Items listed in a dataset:
//! Usage event records and sinks.
//!
//! Events are best effort: trackers only emit them when an [`EventSystem`] is
//! attached, and a sink that drops records never affects tracking.

use std::collections::VecDeque;
use std::fmt;
use std::sync::Arc;

use crossbeam_channel::{Receiver, Sender, TrySendError};
use parking_lot::Mutex;
use uuid::Uuid;

use crate::core::Resource;
use crate::util::clock::now_ms;

/// What happened to the subject.
#[derive(Debug, Clone, Copy, PartialEq, Eq)]
pub enum EventAction {
    /// Something was added or increased.
    Add,
    /// Something was removed or decreased.
    Remove,
    /// Something was overwritten.
    Set,
}

/// Kind of change the record describes.
#[derive(Debug, Clone, Copy, PartialEq, Eq)]
pub enum EventDetail {
    /// Usage of a user changed.
    UserResource,
    /// Usage of a group changed.
    GroupResource,
    /// An application was linked to or unlinked from a group.
    AppGroupLink,
    /// A user limit was set.
    UserLimit,
    /// A group limit was set.
    GroupLimit,
}

/// Immutable, timestamped event record.
#[derive(Debug, Clone)]
pub struct EventRecord {
    /// Event identifier.
    pub event_id: Uuid,
    /// User or group the event is about.
    pub object_id: String,
    /// Free-form reason, e.g. the group name or queue path.
    pub reason: String,
    /// Related object, usually the application id.
    pub reference_id: String,
    /// Action taken.
    pub action: EventAction,
    /// Kind of change.
    pub detail: EventDetail,
    /// Resource payload, if any.
    pub resource: Option<Resource>,
    /// Timestamp milliseconds.
    pub timestamp_ms: u128,
}

impl EventRecord {
    /// Build a record stamped with a fresh id and the current time.
    pub fn new(
        object_id: impl Into<String>,
        reason: impl Into<String>,
        reference_id: impl Into<String>,
        action: EventAction,
        detail: EventDetail,
        resource: Option<Resource>,
    ) -> Self {
        Self {
            event_id: Uuid::new_v4(),
            object_id: object_id.into(),
            reason: reason.into(),
            reference_id: reference_id.into(),
            action,
            detail,
            resource,
            timestamp_ms: now_ms(),
        }
    }
}

/// External event bus abstraction.
pub trait EventSystem: Send + Sync {
    /// Publish one record.
    fn add_event(&self, event: EventRecord);
}

/// In-memory event system for testing and dev.
pub struct InMemoryEventSystem {
    events: Mutex<VecDeque<EventRecord>>,
    max_events: usize,
}

impl InMemoryEventSystem {
    /// Create a new in-memory system with a bounded buffer.
    #[must_use]
    pub fn new(max_events: usize) -> Self {
        Self {
            events: Mutex::new(VecDeque::with_capacity(max_events)),
            max_events,
        }
    }

    /// Retrieve a snapshot of stored events.
    pub fn events(&self) -> Vec<EventRecord> {
        self.events.lock().iter().cloned().collect()
    }
}

impl EventSystem for InMemoryEventSystem {
    fn add_event(&self, event: EventRecord) {
        let mut events = self.events.lock();
        if events.len() >= self.max_events {
            events.pop_front();
        }
        events.push_back(event);
    }
}

/// Event system forwarding records over a bounded channel.
pub struct ChannelEventSystem {
    sender: Sender<EventRecord>,
}

impl ChannelEventSystem {
    /// Create the system and the receiving end of its channel.
    #[must_use]
    pub fn bounded(capacity: usize) -> (Self, Receiver<EventRecord>) {
        let (sender, receiver) = crossbeam_channel::bounded(capacity);
        (Self { sender }, receiver)
    }
}

impl EventSystem for ChannelEventSystem {
    fn add_event(&self, event: EventRecord) {
        match self.sender.try_send(event) {
            Ok(()) => {}
            Err(TrySendError::Full(event)) => {
                tracing::debug!("event channel full, dropping event {}", event.event_id);
            }
            Err(TrySendError::Disconnected(event)) => {
                tracing::debug!("event channel closed, dropping event {}", event.event_id);
            }
        }
    }
}

/// Emits usage events when an event system is attached.
#[derive(Clone, Default)]
pub struct UgmEvents {
    event_system: Option<Arc<dyn EventSystem>>,
}

impl fmt::Debug for UgmEvents {
    fn fmt(&self, f: &mut fmt::Formatter<'_>) -> fmt::Result {
        f.debug_struct("UgmEvents")
            .field("enabled", &self.enabled())
            .finish()
    }
}

impl UgmEvents {
    /// Events go to `event_system`, or nowhere when `None`.
    #[must_use]
    pub fn new(event_system: Option<Arc<dyn EventSystem>>) -> Self {
        Self { event_system }
    }

    /// Disabled emitter.
    #[must_use]
    pub const fn disabled() -> Self {
        Self { event_system: None }
    }

    /// Is an event system attached?
    #[must_use]
    pub const fn enabled(&self) -> bool {
        self.event_system.is_some()
    }

    fn send(&self, build: impl FnOnce() -> EventRecord) {
        if let Some(system) = &self.event_system {
            system.add_event(build());
        }
    }

    pub(crate) fn send_increase_resource_usage_for_user(
        &self,
        user: &str,
        application_id: &str,
        usage: &Resource,
    ) {
        self.send(|| {
            EventRecord::new(
                user,
                "",
                application_id,
                EventAction::Add,
                EventDetail::UserResource,
                Some(usage.clone()),
            )
        });
    }

    pub(crate) fn send_decrease_resource_usage_for_user(
        &self,
        user: &str,
        application_id: &str,
        usage: &Resource,
    ) {
        self.send(|| {
            EventRecord::new(
                user,
                "",
                application_id,
                EventAction::Remove,
                EventDetail::UserResource,
                Some(usage.clone()),
            )
        });
    }

    pub(crate) fn send_increase_resource_usage_for_group(
        &self,
        group: &str,
        application_id: &str,
        usage: &Resource,
    ) {
        self.send(|| {
            EventRecord::new(
                group,
                "",
                application_id,
                EventAction::Add,
                EventDetail::GroupResource,
                Some(usage.clone()),
            )
        });
    }

    pub(crate) fn send_decrease_resource_usage_for_group(
        &self,
        group: &str,
        application_id: &str,
        usage: &Resource,
    ) {
        self.send(|| {
            EventRecord::new(
                group,
                "",
                application_id,
                EventAction::Remove,
                EventDetail::GroupResource,
                Some(usage.clone()),
            )
        });
    }

    pub(crate) fn send_app_group_linked(&self, user: &str, group: &str, application_id: &str) {
        self.send(|| {
            EventRecord::new(
                user,
                group,
                application_id,
                EventAction::Add,
                EventDetail::AppGroupLink,
                None,
            )
        });
    }

    pub(crate) fn send_app_group_unlinked(&self, user: &str, group: &str, application_id: &str) {
        self.send(|| {
            EventRecord::new(
                user,
                group,
                application_id,
                EventAction::Remove,
                EventDetail::AppGroupLink,
                None,
            )
        });
    }

    pub(crate) fn send_limit_set(
        &self,
        detail: EventDetail,
        name: &str,
        queue_path: &str,
        limit: Option<&Resource>,
    ) {
        self.send(|| {
            EventRecord::new(name, queue_path, "", EventAction::Set, detail, limit.cloned())
        });
    }
}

● Exercise directions
Retype the records above from the very first line down to the line with "Something was overwritten.", keeping both of those lines. Include nothing beyond them.

● Problem solution
//! Usage event records and sinks.
//!
//! Events are best effort: trackers only emit them when an [`EventSystem`] is
//! attached, and a sink that drops records never affects tracking.

use std::collections::VecDeque;
use std::fmt;
use std::sync::Arc;

use crossbeam_channel::{Receiver, Sender, TrySendError};
use parking_lot::Mutex;
use uuid::Uuid;

use crate::core::Resource;
use crate::util::clock::now_ms;

/// What happened to the subject.
#[derive(Debug, Clone, Copy, PartialEq, Eq)]
pub enum EventAction {
    /// Something was added or increased.
    Add,
    /// Something was removed or decreased.
    Remove,
    /// Something was overwritten.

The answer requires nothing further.